The problem we were faced with is in this industrial time, living space is steadily rising in price, and people are unable to afford it. So, we plan to take the empty space of the city, such a abandoned railways. The contribution to the solution I invented was the rolling house, a hexagonal shaped house with giant wheels on the outside. Each of the rooms were set in the walls, so you could turn your whole house to change rooms. This was successful in creating an open plan and a futuristic look.
My house was created for more nomadic people, who might want to move around and experience the world, meaning they wouldn't have to pay for staying in a certain place.

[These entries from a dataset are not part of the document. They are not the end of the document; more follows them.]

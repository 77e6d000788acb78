//! Error types for tomes_core.

use std::path::PathBuf;
use thiserror::Error;

/// Result type alias using tomes_core's Error type.
pub type Result<T> = std::result::Result<T, Error>;

/// Errors that can occur while scanning, importing or persisting the catalog.
#[derive(Error, Debug)]
pub enum Error {
    #[error("I/O error: {source}")]
    Io {
        #[from]
        source: std::io::Error,
    },

    /// A source path or configuration value is missing or invalid.
    #[error("Configuration error at {path}: {reason}")]
    Configuration { path: PathBuf, reason: String },

    /// Metadata could not be read from a candidate file.
    #[error("Could not extract metadata from {path}: {reason}")]
    Extraction { path: PathBuf, reason: String },

    /// The hash ledger or the collection could not be read or written.
    #[error("Storage unavailable at {path}: {reason}")]
    StorageUnavailable { path: PathBuf, reason: String },

    /// A manually entered value was rejected.
    #[error("Invalid value: {reason}")]
    Validation { reason: String },

    /// A ledger entry is not a well-formed content hash.
    #[error("Invalid hash: {reason}")]
    InvalidHash { reason: String },

    /// No catalog entry carries this ID.
    #[error("No book with ID {id}")]
    EntryNotFound { id: u64 },

    /// A batch finished without committing a single candidate.
    #[error("Nothing to import, epubs already in library")]
    NothingToImport,
}

impl Error {
    /// Create a Configuration error.
    pub fn configuration(path: impl Into<PathBuf>, reason: impl Into<String>) -> Self {
        Error::Configuration {
            path: path.into(),
            reason: reason.into(),
        }
    }

    /// Create an Extraction error.
    pub fn extraction(path: impl Into<PathBuf>, reason: impl Into<String>) -> Self {
        Error::Extraction {
            path: path.into(),
            reason: reason.into(),
        }
    }

    /// Create a StorageUnavailable error.
    pub fn storage_unavailable(path: impl Into<PathBuf>, reason: impl Into<String>) -> Self {
        Error::StorageUnavailable {
            path: path.into(),
            reason: reason.into(),
        }
    }

    /// Create a Validation error.
    pub fn validation(reason: impl Into<String>) -> Self {
        Error::Validation {
            reason: reason.into(),
        }
    }

    /// Create an InvalidHash error.
    pub fn invalid_hash(reason: impl Into<String>) -> Self {
        Error::InvalidHash {
            reason: reason.into(),
        }
    }

    /// Create an EntryNotFound error.
    pub fn entry_not_found(id: u64) -> Self {
        Error::EntryNotFound { id }
    }

    /// Whether this error must abort the whole import batch.
    ///
    /// Everything else only costs the candidate being processed.
    pub fn is_fatal(&self) -> bool {
        matches!(
            self,
            Error::StorageUnavailable { .. } | Error::Configuration { .. }
        )
    }
}

impl From<tempfile::PersistError> for Error {
    fn from(err: tempfile::PersistError) -> Self {
        err.error.into()
    }
}
//! Library configuration.

use crate::error::{Error, Result};
use serde::{Deserialize, Serialize};
use std::path::{Path, PathBuf};

/// Default ledger file name, relative to the library root.
pub const DEFAULT_LEDGER_FILE: &str = ".hashes.json";

/// Default collection file name, relative to the library root.
pub const DEFAULT_DATABASE_FILE: &str = "tomes.json";

/// Where the catalog lives and where new books are picked up from.
///
/// ```toml
/// library_root = "/home/me/books"
/// retail_source = ["/home/me/downloads/retail"]
/// nonretail_source = ["/home/me/downloads/other"]
/// ```
#[derive(Debug, Clone, PartialEq, Eq, Serialize, Deserialize)]
pub struct Config {
    pub library_root: PathBuf,
    #[serde(default, skip_serializing_if = "Option::is_none")]
    pub ledger_file: Option<PathBuf>,
    #[serde(default, skip_serializing_if = "Option::is_none")]
    pub database_file: Option<PathBuf>,
    #[serde(default)]
    pub retail_source: Vec<PathBuf>,
    #[serde(default)]
    pub nonretail_source: Vec<PathBuf>,
}

impl Config {
    /// Load from a TOML file.
    pub fn load(path: &Path) -> Result<Self> {
        let content = std::fs::read_to_string(path)
            .map_err(|e| Error::configuration(path, e.to_string()))?;
        Self::parse(path, &content)
    }

    fn parse(path: &Path, content: &str) -> Result<Self> {
        toml::from_str(content).map_err(|e| Error::configuration(path, e.to_string()))
    }

    /// Path of the hash ledger.
    pub fn ledger_path(&self) -> PathBuf {
        self.resolve(self.ledger_file.as_deref(), DEFAULT_LEDGER_FILE)
    }

    /// Path of the collection database.
    pub fn database_path(&self) -> PathBuf {
        self.resolve(self.database_file.as_deref(), DEFAULT_DATABASE_FILE)
    }

    fn resolve(&self, configured: Option<&Path>, default: &str) -> PathBuf {
        match configured {
            Some(p) if p.is_absolute() => p.to_path_buf(),
            Some(p) => self.library_root.join(p),
            None => self.library_root.join(default),
        }
    }

    /// Source directories for retail or non-retail imports.
    ///
    /// An empty list is a configuration error.
    pub fn sources(&self, retail: bool) -> Result<&[PathBuf]> {
        let (sources, kind) = if retail {
            (&self.retail_source, "retail")
        } else {
            (&self.nonretail_source, "non-retail")
        };
        if sources.is_empty() {
            return Err(Error::configuration(
                &self.library_root,
                format!("no {} source found in configuration file", kind),
            ));
        }
        Ok(sources)
    }
}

It means they could use the abandoned traacks to move around and wouldn't need to pay rent.
The way it worked was by having a track around the house which slid into the wheels, so when you wantd to move it, the house would stable out itself, but when you wanted to change rooms, you could put a pole through the holes in the track and wheels, keeping it stable. My main problem was finding a way for the wheels to stay stable but also lock and I didn't think of this solution to the very last day. I aslo found issues with scaling and having to live in such a small place.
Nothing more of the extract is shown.